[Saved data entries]

┄┄┄┄┄┄┄┄┄┄┄┄┄┄┄┄┄┄┄┄

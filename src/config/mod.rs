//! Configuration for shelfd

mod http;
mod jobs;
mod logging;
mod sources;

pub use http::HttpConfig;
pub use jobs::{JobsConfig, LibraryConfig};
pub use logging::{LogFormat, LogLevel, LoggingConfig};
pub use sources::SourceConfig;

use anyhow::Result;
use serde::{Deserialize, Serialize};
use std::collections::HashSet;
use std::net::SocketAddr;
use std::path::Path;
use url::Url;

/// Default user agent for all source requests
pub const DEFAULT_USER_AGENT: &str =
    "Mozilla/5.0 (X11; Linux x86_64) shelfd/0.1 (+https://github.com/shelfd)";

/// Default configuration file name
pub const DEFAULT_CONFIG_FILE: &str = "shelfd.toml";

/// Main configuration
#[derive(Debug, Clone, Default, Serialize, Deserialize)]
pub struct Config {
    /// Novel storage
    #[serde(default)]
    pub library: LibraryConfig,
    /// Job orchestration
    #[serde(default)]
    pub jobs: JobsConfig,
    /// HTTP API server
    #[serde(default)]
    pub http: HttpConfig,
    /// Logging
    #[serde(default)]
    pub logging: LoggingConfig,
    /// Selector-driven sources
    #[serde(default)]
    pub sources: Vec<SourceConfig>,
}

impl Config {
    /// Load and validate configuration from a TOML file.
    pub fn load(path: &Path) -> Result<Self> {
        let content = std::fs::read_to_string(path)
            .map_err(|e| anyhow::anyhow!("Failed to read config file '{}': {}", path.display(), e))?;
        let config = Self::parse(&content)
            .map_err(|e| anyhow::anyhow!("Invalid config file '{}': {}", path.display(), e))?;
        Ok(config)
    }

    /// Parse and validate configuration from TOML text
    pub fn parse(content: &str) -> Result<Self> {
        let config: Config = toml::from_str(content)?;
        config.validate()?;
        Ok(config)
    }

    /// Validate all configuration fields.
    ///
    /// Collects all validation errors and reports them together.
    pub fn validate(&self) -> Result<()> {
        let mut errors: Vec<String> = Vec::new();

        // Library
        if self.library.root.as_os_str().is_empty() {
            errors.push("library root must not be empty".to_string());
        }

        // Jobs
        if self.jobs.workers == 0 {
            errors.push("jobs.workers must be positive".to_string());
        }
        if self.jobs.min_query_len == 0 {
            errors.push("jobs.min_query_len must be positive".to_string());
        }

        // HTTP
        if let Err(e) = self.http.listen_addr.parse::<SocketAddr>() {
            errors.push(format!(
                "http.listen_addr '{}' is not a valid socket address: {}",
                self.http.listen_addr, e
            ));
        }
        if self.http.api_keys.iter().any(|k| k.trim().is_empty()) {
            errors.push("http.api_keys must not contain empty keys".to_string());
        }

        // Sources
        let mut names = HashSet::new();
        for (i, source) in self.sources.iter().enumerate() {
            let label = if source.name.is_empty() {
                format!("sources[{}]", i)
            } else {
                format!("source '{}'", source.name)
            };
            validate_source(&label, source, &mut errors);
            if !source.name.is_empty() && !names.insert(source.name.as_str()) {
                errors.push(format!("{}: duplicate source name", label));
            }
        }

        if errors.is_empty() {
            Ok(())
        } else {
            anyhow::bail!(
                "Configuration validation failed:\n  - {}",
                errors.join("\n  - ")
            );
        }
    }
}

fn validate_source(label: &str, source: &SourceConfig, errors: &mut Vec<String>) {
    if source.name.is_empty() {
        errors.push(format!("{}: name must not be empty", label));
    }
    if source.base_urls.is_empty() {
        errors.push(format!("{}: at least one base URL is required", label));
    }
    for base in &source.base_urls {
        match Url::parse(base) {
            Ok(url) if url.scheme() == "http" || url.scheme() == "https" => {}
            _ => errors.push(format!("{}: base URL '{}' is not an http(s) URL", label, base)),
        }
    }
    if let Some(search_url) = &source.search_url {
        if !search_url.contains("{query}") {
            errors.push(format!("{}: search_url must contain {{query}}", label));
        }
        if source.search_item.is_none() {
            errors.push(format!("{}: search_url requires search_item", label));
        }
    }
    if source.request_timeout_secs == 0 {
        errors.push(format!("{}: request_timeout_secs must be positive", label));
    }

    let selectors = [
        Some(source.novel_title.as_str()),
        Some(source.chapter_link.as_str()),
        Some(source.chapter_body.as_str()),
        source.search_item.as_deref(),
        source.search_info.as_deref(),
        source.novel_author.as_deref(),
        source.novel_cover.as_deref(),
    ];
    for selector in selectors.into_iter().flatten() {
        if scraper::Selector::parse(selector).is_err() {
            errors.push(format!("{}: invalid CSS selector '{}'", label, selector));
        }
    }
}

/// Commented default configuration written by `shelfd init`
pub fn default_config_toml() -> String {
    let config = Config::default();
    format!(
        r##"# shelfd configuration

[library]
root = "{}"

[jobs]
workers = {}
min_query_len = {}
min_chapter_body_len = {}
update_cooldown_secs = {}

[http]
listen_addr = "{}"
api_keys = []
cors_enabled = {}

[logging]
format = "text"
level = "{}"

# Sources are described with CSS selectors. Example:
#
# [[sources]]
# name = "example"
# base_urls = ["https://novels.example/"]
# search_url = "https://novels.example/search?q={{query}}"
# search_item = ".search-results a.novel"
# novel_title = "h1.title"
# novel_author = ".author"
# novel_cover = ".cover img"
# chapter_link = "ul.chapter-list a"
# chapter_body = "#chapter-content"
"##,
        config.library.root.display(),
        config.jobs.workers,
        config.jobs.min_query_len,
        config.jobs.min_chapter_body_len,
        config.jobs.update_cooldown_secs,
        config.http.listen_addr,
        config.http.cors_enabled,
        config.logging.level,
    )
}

┄┄┄┄┄┄┄┄┄┄┄┄┄┄┄┄┄┄┄┄

What to produce |
Go to the line with "HTTP API server" in the entries above and repeat every line from there through the line with "if self.jobs.min_query_len == 0", exactly and with no other text.

Response to the exercise |
    /// HTTP API server
    #[serde(default)]
    pub http: HttpConfig,
    /// Logging
    #[serde(default)]
    pub logging: LoggingConfig,
    /// Selector-driven sources
    #[serde(default)]
    pub sources: Vec<SourceConfig>,
}

impl Config {
    /// Load and validate configuration from a TOML file.
    pub fn load(path: &Path) -> Result<Self> {
        let content = std::fs::read_to_string(path)
            .map_err(|e| anyhow::anyhow!("Failed to read config file '{}': {}", path.display(), e))?;
        let config = Self::parse(&content)
            .map_err(|e| anyhow::anyhow!("Invalid config file '{}': {}", path.display(), e))?;
        Ok(config)
    }

    /// Parse and validate configuration from TOML text
    pub fn parse(content: &str) -> Result<Self> {
        let config: Config = toml::from_str(content)?;
        config.validate()?;
        Ok(config)
    }

    /// Validate all configuration fields.
    ///
    /// Collects all validation errors and reports them together.
    pub fn validate(&self) -> Result<()> {
        let mut errors: Vec<String> = Vec::new();

        // Library
        if self.library.root.as_os_str().is_empty() {
            errors.push("library root must not be empty".to_string());
        }

        // Jobs
        if self.jobs.workers == 0 {
            errors.push("jobs.workers must be positive".to_string());
        }
        if self.jobs.min_query_len == 0 {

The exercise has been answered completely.